** DESCRIPTION OF THE TASK **
State how many lines below hold the word "McpError". Give that number and no other text.
*** Opening of ENTRIES SUPPLIED ***
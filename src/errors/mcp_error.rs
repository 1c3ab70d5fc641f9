use crate::errors::BridgeError;
use serde::Serialize;
use std::fmt;

#[derive(Debug, Clone, Copy, PartialEq, Eq, Serialize)]
#[repr(i32)]
pub enum ErrorCode {
    ResourceNotFound = -32002,
    ParseError = -32700,
    InvalidRequest = -32600,
    MethodNotFound = -32601,
    InvalidParams = -32602,
    InternalError = -32603,
}

impl ErrorCode {
    pub fn as_i32(self) -> i32 {
        self as i32
    }
}

/// JSON-RPC level failure returned to the host.
#[derive(Debug, Clone, Serialize)]
pub struct McpError {
    pub code: ErrorCode,
    pub message: String,
}

impl McpError {
    pub fn new(code: ErrorCode, message: impl Into<String>) -> Self {
        Self {
            code,
            message: message.into(),
        }
    }
}

impl From<BridgeError> for McpError {
    fn from(err: BridgeError) -> Self {
        let code = match err {
            BridgeError::NotFound(_) => ErrorCode::ResourceNotFound,
            BridgeError::InvalidArguments(_) | BridgeError::InvalidFormat(_) => {
                ErrorCode::InvalidParams
            }
            _ => ErrorCode::InternalError,
        };
        McpError::new(code, err.to_string())
    }
}

impl fmt::Display for McpError {
    fn fmt(&self, f: &mut fmt::Formatter<'_>) -> fmt::Result {
        write!(f, "{}", self.message)
    }
}

impl std::error::Error for McpError {}
pub mod server {
    pub const NAME: &str = "api-integration-server";
    pub const VERSION: &str = "1.0.0";
    pub const PROTOCOL_VERSION: &str = "2025-06-18";
}

pub mod network {
    pub const TIMEOUT_API_REQUEST_MS: u64 = 30_000;
    pub const MAX_REDIRECTS: usize = 10;
    pub const USER_AGENT: &str = "mcp-api-server/1.0.0";
}

pub mod tools {
    /// Joins API name and endpoint name into a tool identifier.
    pub const SEPARATOR: char = '_';
    pub const GENERIC_TOOL: &str = "call_api";
}

pub mod resources {
    pub const SCHEME: &str = "api://";
    pub const INFO_SEGMENT: &str = "info";
    pub const MIME_TYPE: &str = "application/json";
}

pub mod protocols {
    pub const ALLOWED_HTTP: &[&str] = &["http:", "https:"];
}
*** Close of ENTRIES SUPPLIED ***
** TASK SOLUTION **
6